WORK REQUIRED :: Pull each line holding "push" out of the entries below.

(Records drawn from a dataset)
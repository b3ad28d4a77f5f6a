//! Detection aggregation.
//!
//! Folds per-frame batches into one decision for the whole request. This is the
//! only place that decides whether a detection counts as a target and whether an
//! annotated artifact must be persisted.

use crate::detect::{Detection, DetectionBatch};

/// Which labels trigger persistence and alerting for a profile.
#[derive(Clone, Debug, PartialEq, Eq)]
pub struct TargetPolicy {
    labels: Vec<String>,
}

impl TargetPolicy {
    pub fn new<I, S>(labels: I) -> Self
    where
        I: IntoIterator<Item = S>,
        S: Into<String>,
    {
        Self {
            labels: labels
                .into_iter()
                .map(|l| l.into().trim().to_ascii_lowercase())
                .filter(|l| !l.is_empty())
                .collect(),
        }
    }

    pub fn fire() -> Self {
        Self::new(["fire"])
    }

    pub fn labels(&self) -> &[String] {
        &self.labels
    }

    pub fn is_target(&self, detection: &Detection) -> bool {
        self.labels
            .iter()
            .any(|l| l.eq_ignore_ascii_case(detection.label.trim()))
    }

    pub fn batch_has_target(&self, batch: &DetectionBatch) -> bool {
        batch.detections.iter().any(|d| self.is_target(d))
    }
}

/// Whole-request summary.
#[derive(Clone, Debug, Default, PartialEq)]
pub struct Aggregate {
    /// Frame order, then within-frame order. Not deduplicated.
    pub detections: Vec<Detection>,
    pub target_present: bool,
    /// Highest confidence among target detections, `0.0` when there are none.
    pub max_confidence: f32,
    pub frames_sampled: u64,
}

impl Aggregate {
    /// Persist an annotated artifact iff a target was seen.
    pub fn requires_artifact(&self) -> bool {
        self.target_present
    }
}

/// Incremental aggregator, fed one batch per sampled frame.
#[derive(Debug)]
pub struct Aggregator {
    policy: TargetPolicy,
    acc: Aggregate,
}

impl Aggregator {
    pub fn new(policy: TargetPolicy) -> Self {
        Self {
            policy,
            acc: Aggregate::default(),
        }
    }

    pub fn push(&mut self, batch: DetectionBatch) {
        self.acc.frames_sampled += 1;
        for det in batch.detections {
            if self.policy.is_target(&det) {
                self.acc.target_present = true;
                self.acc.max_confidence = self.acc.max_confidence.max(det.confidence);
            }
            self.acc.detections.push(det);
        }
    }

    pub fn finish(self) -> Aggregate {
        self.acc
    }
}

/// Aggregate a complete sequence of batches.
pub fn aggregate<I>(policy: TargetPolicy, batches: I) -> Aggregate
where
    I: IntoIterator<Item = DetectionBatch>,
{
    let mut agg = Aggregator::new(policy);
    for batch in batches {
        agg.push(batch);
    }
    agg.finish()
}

---

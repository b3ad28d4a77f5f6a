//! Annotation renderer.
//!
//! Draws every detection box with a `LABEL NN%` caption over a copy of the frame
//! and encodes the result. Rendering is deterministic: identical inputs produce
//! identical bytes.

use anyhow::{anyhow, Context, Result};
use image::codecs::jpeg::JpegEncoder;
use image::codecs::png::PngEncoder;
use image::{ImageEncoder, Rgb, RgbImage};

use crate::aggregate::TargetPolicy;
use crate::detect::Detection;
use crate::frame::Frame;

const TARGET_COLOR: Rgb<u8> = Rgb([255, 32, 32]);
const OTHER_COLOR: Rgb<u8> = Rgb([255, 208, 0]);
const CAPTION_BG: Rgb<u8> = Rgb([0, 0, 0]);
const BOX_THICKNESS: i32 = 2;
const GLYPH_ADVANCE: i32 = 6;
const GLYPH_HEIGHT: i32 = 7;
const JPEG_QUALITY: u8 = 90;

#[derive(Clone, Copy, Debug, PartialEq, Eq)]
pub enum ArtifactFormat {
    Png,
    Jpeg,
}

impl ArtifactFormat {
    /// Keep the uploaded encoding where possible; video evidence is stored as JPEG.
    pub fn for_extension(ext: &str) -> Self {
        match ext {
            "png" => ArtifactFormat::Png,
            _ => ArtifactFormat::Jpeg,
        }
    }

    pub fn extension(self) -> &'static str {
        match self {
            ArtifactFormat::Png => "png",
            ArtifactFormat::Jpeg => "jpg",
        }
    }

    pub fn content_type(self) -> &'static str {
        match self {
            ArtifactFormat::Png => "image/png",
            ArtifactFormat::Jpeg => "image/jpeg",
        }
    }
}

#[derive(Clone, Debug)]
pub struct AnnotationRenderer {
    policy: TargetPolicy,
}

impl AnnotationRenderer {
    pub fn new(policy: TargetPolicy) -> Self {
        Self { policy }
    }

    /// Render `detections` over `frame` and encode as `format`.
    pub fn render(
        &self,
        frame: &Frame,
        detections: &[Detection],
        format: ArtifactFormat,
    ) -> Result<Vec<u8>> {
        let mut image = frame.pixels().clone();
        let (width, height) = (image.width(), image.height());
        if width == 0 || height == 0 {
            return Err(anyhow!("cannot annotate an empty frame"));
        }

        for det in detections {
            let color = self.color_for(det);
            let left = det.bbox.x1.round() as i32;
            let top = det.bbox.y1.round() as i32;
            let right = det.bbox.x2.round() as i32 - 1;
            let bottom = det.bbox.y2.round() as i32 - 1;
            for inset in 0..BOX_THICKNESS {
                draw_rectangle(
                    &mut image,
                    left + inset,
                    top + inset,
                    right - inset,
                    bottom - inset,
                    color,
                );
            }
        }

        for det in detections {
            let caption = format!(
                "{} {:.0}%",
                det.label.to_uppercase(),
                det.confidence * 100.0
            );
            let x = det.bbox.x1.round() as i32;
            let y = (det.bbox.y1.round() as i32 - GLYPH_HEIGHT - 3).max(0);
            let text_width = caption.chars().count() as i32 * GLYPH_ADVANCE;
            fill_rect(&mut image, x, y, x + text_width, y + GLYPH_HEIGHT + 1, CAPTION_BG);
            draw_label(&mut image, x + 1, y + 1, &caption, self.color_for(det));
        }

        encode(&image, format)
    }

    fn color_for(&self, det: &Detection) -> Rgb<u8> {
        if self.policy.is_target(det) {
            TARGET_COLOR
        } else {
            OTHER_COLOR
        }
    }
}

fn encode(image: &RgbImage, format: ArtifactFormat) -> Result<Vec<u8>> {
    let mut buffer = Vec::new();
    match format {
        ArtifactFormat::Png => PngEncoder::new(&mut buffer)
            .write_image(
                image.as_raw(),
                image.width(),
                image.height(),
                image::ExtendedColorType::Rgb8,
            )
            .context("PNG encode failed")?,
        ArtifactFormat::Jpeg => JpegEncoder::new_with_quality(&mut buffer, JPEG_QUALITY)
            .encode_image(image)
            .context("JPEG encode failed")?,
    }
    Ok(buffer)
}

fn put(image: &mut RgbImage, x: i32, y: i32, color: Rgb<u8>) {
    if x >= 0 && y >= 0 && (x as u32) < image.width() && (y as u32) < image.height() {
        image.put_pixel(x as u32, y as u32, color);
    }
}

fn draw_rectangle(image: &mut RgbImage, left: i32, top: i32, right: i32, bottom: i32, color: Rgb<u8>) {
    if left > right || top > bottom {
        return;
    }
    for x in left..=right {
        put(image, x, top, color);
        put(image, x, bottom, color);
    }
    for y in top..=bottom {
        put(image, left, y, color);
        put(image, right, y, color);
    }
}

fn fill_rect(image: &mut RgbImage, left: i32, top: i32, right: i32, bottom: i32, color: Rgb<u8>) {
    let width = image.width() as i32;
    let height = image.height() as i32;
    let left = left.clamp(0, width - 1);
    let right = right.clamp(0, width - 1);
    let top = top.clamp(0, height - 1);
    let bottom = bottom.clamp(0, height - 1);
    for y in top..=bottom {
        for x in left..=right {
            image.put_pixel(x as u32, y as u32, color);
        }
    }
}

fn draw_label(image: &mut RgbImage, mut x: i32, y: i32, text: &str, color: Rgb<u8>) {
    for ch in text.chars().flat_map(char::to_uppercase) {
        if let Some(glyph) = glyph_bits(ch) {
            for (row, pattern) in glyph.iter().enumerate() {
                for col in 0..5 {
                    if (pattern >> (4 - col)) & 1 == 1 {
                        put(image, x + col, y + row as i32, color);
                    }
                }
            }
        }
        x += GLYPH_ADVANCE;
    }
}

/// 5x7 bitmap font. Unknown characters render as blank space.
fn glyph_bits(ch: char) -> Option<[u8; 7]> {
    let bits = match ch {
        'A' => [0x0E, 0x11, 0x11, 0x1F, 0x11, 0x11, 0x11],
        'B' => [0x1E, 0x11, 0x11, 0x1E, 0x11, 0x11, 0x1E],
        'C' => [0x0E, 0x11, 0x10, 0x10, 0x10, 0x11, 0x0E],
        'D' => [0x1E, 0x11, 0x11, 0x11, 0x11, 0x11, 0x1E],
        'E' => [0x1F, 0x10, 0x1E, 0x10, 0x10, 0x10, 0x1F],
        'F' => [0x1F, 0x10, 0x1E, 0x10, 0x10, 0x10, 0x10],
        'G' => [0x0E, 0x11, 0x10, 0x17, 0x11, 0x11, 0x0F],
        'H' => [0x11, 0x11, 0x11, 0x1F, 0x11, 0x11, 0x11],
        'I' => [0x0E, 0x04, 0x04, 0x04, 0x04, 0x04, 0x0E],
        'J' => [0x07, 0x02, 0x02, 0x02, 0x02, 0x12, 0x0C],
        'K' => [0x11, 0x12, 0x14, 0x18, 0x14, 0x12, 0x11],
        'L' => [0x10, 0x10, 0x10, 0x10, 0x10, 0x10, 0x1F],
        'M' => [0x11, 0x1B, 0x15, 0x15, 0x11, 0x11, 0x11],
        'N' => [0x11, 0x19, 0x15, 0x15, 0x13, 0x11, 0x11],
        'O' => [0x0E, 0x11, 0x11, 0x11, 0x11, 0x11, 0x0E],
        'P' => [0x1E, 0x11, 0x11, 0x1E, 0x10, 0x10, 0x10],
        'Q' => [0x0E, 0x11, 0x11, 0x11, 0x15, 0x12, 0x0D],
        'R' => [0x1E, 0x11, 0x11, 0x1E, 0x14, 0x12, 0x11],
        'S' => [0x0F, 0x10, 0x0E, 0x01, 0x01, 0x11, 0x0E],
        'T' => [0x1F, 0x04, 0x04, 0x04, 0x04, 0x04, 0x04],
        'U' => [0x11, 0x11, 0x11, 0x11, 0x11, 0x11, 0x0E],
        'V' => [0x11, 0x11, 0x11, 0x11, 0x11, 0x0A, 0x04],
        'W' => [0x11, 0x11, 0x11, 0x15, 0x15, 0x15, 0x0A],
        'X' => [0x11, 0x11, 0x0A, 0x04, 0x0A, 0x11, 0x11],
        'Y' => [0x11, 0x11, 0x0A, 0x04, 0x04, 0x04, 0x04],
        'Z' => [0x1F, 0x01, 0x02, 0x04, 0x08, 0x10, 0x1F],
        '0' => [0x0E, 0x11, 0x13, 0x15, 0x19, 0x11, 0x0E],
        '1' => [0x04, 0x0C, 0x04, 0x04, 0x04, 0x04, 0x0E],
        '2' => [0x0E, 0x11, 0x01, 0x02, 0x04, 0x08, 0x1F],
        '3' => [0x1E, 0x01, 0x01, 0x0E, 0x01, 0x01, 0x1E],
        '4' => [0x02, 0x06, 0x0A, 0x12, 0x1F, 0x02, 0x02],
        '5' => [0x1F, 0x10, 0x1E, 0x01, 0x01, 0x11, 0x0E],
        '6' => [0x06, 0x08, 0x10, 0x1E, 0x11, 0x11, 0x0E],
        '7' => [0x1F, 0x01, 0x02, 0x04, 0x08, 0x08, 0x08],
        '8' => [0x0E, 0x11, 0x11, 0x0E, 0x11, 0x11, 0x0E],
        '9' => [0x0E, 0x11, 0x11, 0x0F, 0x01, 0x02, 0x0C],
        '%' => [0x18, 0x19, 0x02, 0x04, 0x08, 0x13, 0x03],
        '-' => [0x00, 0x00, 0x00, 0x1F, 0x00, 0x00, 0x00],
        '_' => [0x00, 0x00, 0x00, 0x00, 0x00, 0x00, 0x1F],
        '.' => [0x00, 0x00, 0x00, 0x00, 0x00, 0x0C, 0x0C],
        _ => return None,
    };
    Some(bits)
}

SOLVED EXERCISE ::
    pub fn push(&mut self, batch: DetectionBatch) {
            self.acc.detections.push(det);
        agg.push(batch);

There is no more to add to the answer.